> [Your assignment] Filter out every line below that lacks "event", and copy the rest.

(Saved data entries)
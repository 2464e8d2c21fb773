//! Vacation and itinerary data models.

use chrono::{Days, NaiveDate};
use serde::{Deserialize, Serialize};
use std::str::FromStr;
use thiserror::Error;

/// The only city the mocked data covers.
pub const CITY: &str = "AgentsVille";

/// Traveler interest categories used by the activity catalog.
#[derive(Debug, Clone, Copy, PartialEq, Eq, Serialize, Deserialize)]
#[serde(rename_all = "lowercase")]
pub enum Interest {
    Art,
    Dancing,
    Food,
    Music,
    Nature,
    Technology,
}

impl Interest {
    pub fn as_str(&self) -> &'static str {
        match self {
            Self::Art => "art",
            Self::Dancing => "dancing",
            Self::Food => "food",
            Self::Music => "music",
            Self::Nature => "nature",
            Self::Technology => "technology",
        }
    }
}

impl FromStr for Interest {
    type Err = ValidationError;

    fn from_str(s: &str) -> Result<Self, Self::Err> {
        match s.trim().to_ascii_lowercase().as_str() {
            "art" => Ok(Self::Art),
            "dancing" => Ok(Self::Dancing),
            "food" => Ok(Self::Food),
            "music" => Ok(Self::Music),
            "nature" => Ok(Self::Nature),
            "technology" => Ok(Self::Technology),
            other => Err(ValidationError::UnknownInterest(other.to_string())),
        }
    }
}

/// Validation failures for vacation and itinerary data.
#[derive(Debug, Clone, PartialEq, Eq, Error)]
pub enum ValidationError {
    #[error("only {CITY} is supported, got '{0}'")]
    UnsupportedCity(String),

    #[error("end_date must be on or after start_date")]
    DateOrder,

    #[error("unknown interest '{0}'")]
    UnknownInterest(String),
}

/// What the travelers asked for.
#[derive(Debug, Clone, Serialize, Deserialize)]
pub struct VacationInfo {
    #[serde(default = "default_city")]
    pub city: String,
    pub start_date: NaiveDate,
    pub end_date: NaiveDate,
    pub travelers: Vec<String>,
    pub interests: Vec<Interest>,
    #[serde(default = "default_currency")]
    pub budget_currency: String,
    #[serde(default)]
    pub budget_amount: f64,
}

fn default_city() -> String {
    CITY.to_string()
}

fn default_currency() -> String {
    "USD".to_string()
}

impl VacationInfo {
    pub fn validate(&self) -> Result<(), ValidationError> {
        if self.city != CITY {
            return Err(ValidationError::UnsupportedCity(self.city.clone()));
        }
        if self.end_date < self.start_date {
            return Err(ValidationError::DateOrder);
        }
        Ok(())
    }

    /// Every date of the stay, inclusive.
    pub fn dates(&self) -> Vec<NaiveDate> {
        let mut out = Vec::new();
        let mut day = self.start_date;
        while day <= self.end_date {
            out.push(day);
            match day.checked_add_days(Days::new(1)) {
                Some(next) => day = next,
                None => break,
            }
        }
        out
    }
}

/// Serde adapter for the catalog's "YYYY-MM-DD HH:MM" timestamps.
pub mod minute_format {
    use chrono::NaiveDateTime;
    use serde::{Deserialize, Deserializer, Serializer, de};

    pub const FORMAT: &str = "%Y-%m-%d %H:%M";

    pub fn serialize<S: Serializer>(dt: &NaiveDateTime, serializer: S) -> Result<S::Ok, S::Error> {
        serializer.serialize_str(&dt.format(FORMAT).to_string())
    }

    pub fn deserialize<'de, D: Deserializer<'de>>(
        deserializer: D,
    ) -> Result<NaiveDateTime, D::Error> {
        let s = String::deserialize(deserializer)?;
        NaiveDateTime::parse_from_str(&s, FORMAT).map_err(de::Error::custom)
    }
}

/// One bookable activity from the catalog.
#[derive(Debug, Clone, Serialize, Deserialize)]
pub struct Activity {
    pub activity_id: String,
    pub name: String,
    #[serde(with = "minute_format")]
    pub start_time: chrono::NaiveDateTime,
    #[serde(with = "minute_format")]
    pub end_time: chrono::NaiveDateTime,
    pub location: String,
    pub description: String,
    pub price: f64,
    pub related_interests: Vec<Interest>,
}

impl Activity {
    /// The calendar date this activity starts on.
    pub fn date(&self) -> NaiveDate {
        self.start_time.date()
    }
}

/// The planned activities for one day of the stay.
#[derive(Debug, Clone, Serialize, Deserialize)]
pub struct DayPlan {
    pub date: NaiveDate,
    pub activities: Vec<Activity>,
    #[serde(default, skip_serializing_if = "Option::is_none")]
    pub notes: Option<String>,
}

/// The evolving itinerary document — the loop's working artifact.
#[derive(Debug, Clone, Serialize, Deserialize)]
pub struct TravelItinerary {
    pub city: String,
    pub start_date: NaiveDate,
    pub end_date: NaiveDate,
    pub travelers: Vec<String>,
    pub interests: Vec<Interest>,
    pub currency: String,
    pub total_cost: f64,
    pub days: Vec<DayPlan>,
}

impl TravelItinerary {
    pub fn validate(&self) -> Result<(), ValidationError> {
        if self.city != CITY {
            return Err(ValidationError::UnsupportedCity(self.city.clone()));
        }
        if self.end_date < self.start_date {
            return Err(ValidationError::DateOrder);
        }
        Ok(())
    }

    /// Sum of the scheduled activities' prices, rounded to cents.
    pub fn computed_total(&self) -> f64 {
        round2(
            self.days
                .iter()
                .flat_map(|d| &d.activities)
                .map(|a| a.price)
                .sum(),
        )
    }
}

pub(crate) fn round2(x: f64) -> f64 {
    (x * 100.0).round() / 100.0
}

#[cfg(test)]
mod tests {
    use super::*;
    use serde_json::json;

    fn date(s: &str) -> NaiveDate {
        s.parse().unwrap()
    }

    fn vacation() -> VacationInfo {
        VacationInfo {
            city: CITY.into(),
            start_date: date("2025-06-10"),
            end_date: date("2025-06-12"),
            travelers: vec!["Ada Lovelace".into(), "Alan Turing".into()],
            interests: vec![Interest::Technology, Interest::Art],
            budget_currency: "USD".into(),
            budget_amount: 200.0,
        }
    }

    #[test]
    fn vacation_dates_are_inclusive() {
        assert_eq!(
            vacation().dates(),
            vec![date("2025-06-10"), date("2025-06-11"), date("2025-06-12")]
        );
    }

    #[test]
    fn vacation_rejects_other_cities() {
        let mut v = vacation();
        v.city = "Gotham".into();
        assert_eq!(
            v.validate(),
            Err(ValidationError::UnsupportedCity("Gotham".into()))
        );
    }

    #[test]
    fn vacation_rejects_reversed_dates() {
        let mut v = vacation();
        v.end_date = date("2025-06-01");
        assert_eq!(v.validate(), Err(ValidationError::DateOrder));
    }

    #[test]
    fn interest_parsing() {
        assert_eq!("Technology".parse::<Interest>(), Ok(Interest::Technology));
        assert_eq!(" art ".parse::<Interest>(), Ok(Interest::Art));
        assert!(matches!(
            "skydiving".parse::<Interest>(),
            Err(ValidationError::UnknownInterest(_))
        ));
    }

    #[test]
    fn activity_timestamp_round_trip() {
        let value = json!({
            "activity_id": "event-001",
            "name": "Gallery Walk",
            "start_time": "2025-06-10 10:00",
            "end_time": "2025-06-10 12:00",
            "location": "Old Town",
            "description": "Indoor gallery stroll",
            "price": 20.0,
            "related_interests": ["art"],
        });
        let activity: Activity = serde_json::from_value(value.clone()).unwrap();
        assert_eq!(activity.date(), date("2025-06-10"));
        assert_eq!(serde_json::to_value(&activity).unwrap(), value);
    }

    #[test]
    fn activity_rejects_bad_timestamp() {
        let value = json!({
            "activity_id": "event-001",
            "name": "Gallery Walk",
            "start_time": "10:00 on June 10th",
            "end_time": "2025-06-10 12:00",
            "location": "Old Town",
            "description": "Indoor gallery stroll",
            "price": 20.0,
            "related_interests": ["art"],
        });
        assert!(serde_json::from_value::<Activity>(value).is_err());
    }

    #[test]
    fn computed_total_sums_and_rounds() {
        let itinerary: TravelItinerary = serde_json::from_value(json!({
            "city": CITY,
            "start_date": "2025-06-10",
            "end_date": "2025-06-10",
            "travelers": ["Ada Lovelace"],
            "interests": ["art"],
            "currency": "USD",
            "total_cost": 0.0,
            "days": [{
                "date": "2025-06-10",
                "activities": [
                    {
                        "activity_id": "event-001",
                        "name": "A",
                        "start_time": "2025-06-10 10:00",
                        "end_time": "2025-06-10 11:00",
                        "location": "x",
                        "description": "indoor",
                        "price": 10.105,
                        "related_interests": ["art"],
                    },
                    {
                        "activity_id": "event-002",
                        "name": "B",
                        "start_time": "2025-06-10 12:00",
                        "end_time": "2025-06-10 13:00",
                        "location": "x",
                        "description": "indoor",
                        "price": 5.0,
                        "related_interests": ["art"],
                    }
                ],
            }],
        }))
        .unwrap();

        assert_eq!(itinerary.computed_total(), 15.11);
    }
}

> [Output of the task]
            "activity_id": "event-001",
            "activity_id": "event-001",
                        "activity_id": "event-001",
                        "activity_id": "event-002",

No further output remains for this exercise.